> WHAT IS NEEDED
Beneath this line is the data. Output exactly the lines from the line with "return Err(RowLayoutError::ZeroWidth);" to the line with "into whole rows.", both ends included, and nothing more.

Content starts

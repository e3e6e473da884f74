//! The row-mirror index remap shared by every upload path.

use thiserror::Error;

/// Mirrors `index` within its row of a `width`-pixel-wide rectangular buffer.
///
/// The row is kept, the column is reflected:
/// `(index / width) * width + (width - index % width - 1)`. Applying the remap
/// twice yields the original index, and for a pixel count that is a whole
/// multiple of `width` the remap is a bijection on `[0, count)`.
///
/// # Examples
///
/// ```
/// use texel_bridge_common::row_mirror::row_mirror_index;
///
/// // Width 4: each row of four reverses in place.
/// assert_eq!(row_mirror_index(0, 4), 3);
/// assert_eq!(row_mirror_index(3, 4), 0);
/// assert_eq!(row_mirror_index(4, 4), 7);
///
/// // Mirror of mirror is identity.
/// assert_eq!(row_mirror_index(row_mirror_index(5, 4), 4), 5);
/// ```
///
/// # Panics
///
/// Panics when `width` is zero; callers go through [`validate_row_layout`]
/// first.
#[inline]
pub fn row_mirror_index(index: usize, width: usize) -> usize {
    let x = index % width;
    let row_start = (index / width) * width;
    row_start + (width - x - 1)
}

/// Checks that `count` pixels can be laid out as whole `width`-pixel rows.
///
/// The upload paths that read their source through an inverted index require
/// this: with a trailing partial row the mirrored index can escape
/// `[0, count)` and read outside the source buffer.
#[inline]
pub fn validate_row_layout(count: usize, width: usize) -> Result<(), RowLayoutError> {
    if width == 0 {
        return Err(RowLayoutError::ZeroWidth);
    }
    if count % width != 0 {
        return Err(RowLayoutError::PartialRow { count, width });
    }
    Ok(())
}

/// Errors for pixel counts that cannot be laid out as whole rows.
#[derive(Debug, Clone, Copy, PartialEq, Eq, Error)]
pub enum RowLayoutError {
    /// The destination width is zero, so the div/mod remap is undefined.
    #[error("row width must be greater than zero")]
    ZeroWidth,

    /// The pixel count does not divide into whole rows.
    #[error("{count} pixels do not form whole rows of width {width}")]
    PartialRow {
        /// The pixel count that was checked
        count: usize,
        /// The row width it was checked against
        width: usize,
    },
}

Content ends

> RESPONSE BELOW
        return Err(RowLayoutError::ZeroWidth);
    }
    if count % width != 0 {
        return Err(RowLayoutError::PartialRow { count, width });
    }
    Ok(())
}

/// Errors for pixel counts that cannot be laid out as whole rows.
#[derive(Debug, Clone, Copy, PartialEq, Eq, Error)]
pub enum RowLayoutError {
    /// The destination width is zero, so the div/mod remap is undefined.
    #[error("row width must be greater than zero")]
    ZeroWidth,

    /// The pixel count does not divide into whole rows.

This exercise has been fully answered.